YOUR GOAL:
Exactly as shown below, retype every line of the data.

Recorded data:

════════════════

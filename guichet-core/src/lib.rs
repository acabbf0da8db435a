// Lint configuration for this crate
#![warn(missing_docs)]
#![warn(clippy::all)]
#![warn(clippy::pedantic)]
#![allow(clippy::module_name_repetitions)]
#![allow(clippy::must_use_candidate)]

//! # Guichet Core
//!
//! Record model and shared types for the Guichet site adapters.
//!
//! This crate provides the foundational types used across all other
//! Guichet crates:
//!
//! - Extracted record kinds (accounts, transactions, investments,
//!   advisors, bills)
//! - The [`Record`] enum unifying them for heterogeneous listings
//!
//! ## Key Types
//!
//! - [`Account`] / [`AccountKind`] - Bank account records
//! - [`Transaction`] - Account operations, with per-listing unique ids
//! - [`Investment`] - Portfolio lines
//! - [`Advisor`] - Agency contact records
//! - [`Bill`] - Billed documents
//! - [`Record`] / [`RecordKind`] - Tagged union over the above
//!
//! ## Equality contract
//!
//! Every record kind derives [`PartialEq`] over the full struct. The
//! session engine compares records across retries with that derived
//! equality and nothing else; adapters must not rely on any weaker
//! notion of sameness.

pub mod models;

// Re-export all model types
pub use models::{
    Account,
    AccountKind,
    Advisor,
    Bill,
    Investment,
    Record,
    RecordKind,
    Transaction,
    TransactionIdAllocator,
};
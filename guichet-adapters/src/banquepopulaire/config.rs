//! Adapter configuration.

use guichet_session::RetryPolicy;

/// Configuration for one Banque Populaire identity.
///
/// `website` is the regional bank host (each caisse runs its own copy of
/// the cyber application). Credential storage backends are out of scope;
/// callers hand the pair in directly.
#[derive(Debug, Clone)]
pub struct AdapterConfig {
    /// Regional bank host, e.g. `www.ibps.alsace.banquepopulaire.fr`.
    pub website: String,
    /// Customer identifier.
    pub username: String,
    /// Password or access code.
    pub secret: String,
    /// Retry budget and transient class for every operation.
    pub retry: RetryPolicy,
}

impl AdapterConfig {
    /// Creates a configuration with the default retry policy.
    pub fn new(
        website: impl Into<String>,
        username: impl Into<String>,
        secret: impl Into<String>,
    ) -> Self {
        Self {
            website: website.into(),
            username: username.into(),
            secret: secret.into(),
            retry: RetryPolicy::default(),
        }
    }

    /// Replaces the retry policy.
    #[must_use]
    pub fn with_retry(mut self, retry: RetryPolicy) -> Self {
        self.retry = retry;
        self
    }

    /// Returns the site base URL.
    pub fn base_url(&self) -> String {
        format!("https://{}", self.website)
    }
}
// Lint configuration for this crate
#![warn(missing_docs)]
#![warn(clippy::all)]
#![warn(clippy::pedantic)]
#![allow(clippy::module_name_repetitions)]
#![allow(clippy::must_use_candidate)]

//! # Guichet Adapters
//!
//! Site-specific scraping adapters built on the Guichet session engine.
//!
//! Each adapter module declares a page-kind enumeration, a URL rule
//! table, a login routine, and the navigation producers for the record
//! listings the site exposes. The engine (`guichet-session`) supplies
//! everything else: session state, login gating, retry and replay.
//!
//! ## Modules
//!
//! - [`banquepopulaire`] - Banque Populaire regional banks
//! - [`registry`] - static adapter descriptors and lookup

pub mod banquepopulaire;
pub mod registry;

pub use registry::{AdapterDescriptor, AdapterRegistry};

════════════════

SOLUTION TO THIS PROBLEM:
filename guichet-core/src/lib.rs
repository acabbf0da8db435a
// Lint configuration for this crate
#![warn(missing_docs)]
#![warn(clippy::all)]
#![warn(clippy::pedantic)]
#![allow(clippy::module_name_repetitions)]
#![allow(clippy::must_use_candidate)]

//! # Guichet Core
//!
//! Record model and shared types for the Guichet site adapters.
//!
//! This crate provides the foundational types used across all other
//! Guichet crates:
//!
//! - Extracted record kinds (accounts, transactions, investments,
//!   advisors, bills)
//! - The [`Record`] enum unifying them for heterogeneous listings
//!
//! ## Key Types
//!
//! - [`Account`] / [`AccountKind`] - Bank account records
//! - [`Transaction`] - Account operations, with per-listing unique ids
//! - [`Investment`] - Portfolio lines
//! - [`Advisor`] - Agency contact records
//! - [`Bill`] - Billed documents
//! - [`Record`] / [`RecordKind`] - Tagged union over the above
//!
//! ## Equality contract
//!
//! Every record kind derives [`PartialEq`] over the full struct. The
//! session engine compares records across retries with that derived
//! equality and nothing else; adapters must not rely on any weaker
//! notion of sameness.

pub mod models;

// Re-export all model types
pub use models::{
    Account,
    AccountKind,
    Advisor,
    Bill,
    Investment,
    Record,
    RecordKind,
    Transaction,
    TransactionIdAllocator,
};
filename guichet-adapters/src/banquepopulaire/config.rs
//! Adapter configuration.

use guichet_session::RetryPolicy;

/// Configuration for one Banque Populaire identity.
///
/// `website` is the regional bank host (each caisse runs its own copy of
/// the cyber application). Credential storage backends are out of scope;
/// callers hand the pair in directly.
#[derive(Debug, Clone)]
pub struct AdapterConfig {
    /// Regional bank host, e.g. `www.ibps.alsace.banquepopulaire.fr`.
    pub website: String,
    /// Customer identifier.
    pub username: String,
    /// Password or access code.
    pub secret: String,
    /// Retry budget and transient class for every operation.
    pub retry: RetryPolicy,
}

impl AdapterConfig {
    /// Creates a configuration with the default retry policy.
    pub fn new(
        website: impl Into<String>,
        username: impl Into<String>,
        secret: impl Into<String>,
    ) -> Self {
        Self {
            website: website.into(),
            username: username.into(),
            secret: secret.into(),
            retry: RetryPolicy::default(),
        }
    }

    /// Replaces the retry policy.
    #[must_use]
    pub fn with_retry(mut self, retry: RetryPolicy) -> Self {
        self.retry = retry;
        self
    }

    /// Returns the site base URL.
    pub fn base_url(&self) -> String {
        format!("https://{}", self.website)
    }
}
// Lint configuration for this crate
#![warn(missing_docs)]
#![warn(clippy::all)]
#![warn(clippy::pedantic)]
#![allow(clippy::module_name_repetitions)]
#![allow(clippy::must_use_candidate)]

//! # Guichet Adapters
//!
//! Site-specific scraping adapters built on the Guichet session engine.
//!
//! Each adapter module declares a page-kind enumeration, a URL rule
//! table, a login routine, and the navigation producers for the record
//! listings the site exposes. The engine (`guichet-session`) supplies
//! everything else: session state, login gating, retry and replay.
//!
//! ## Modules
//!
//! - [`banquepopulaire`] - Banque Populaire regional banks
//! - [`registry`] - static adapter descriptors and lookup

pub mod banquepopulaire;
pub mod registry;

pub use registry::{AdapterDescriptor, AdapterRegistry};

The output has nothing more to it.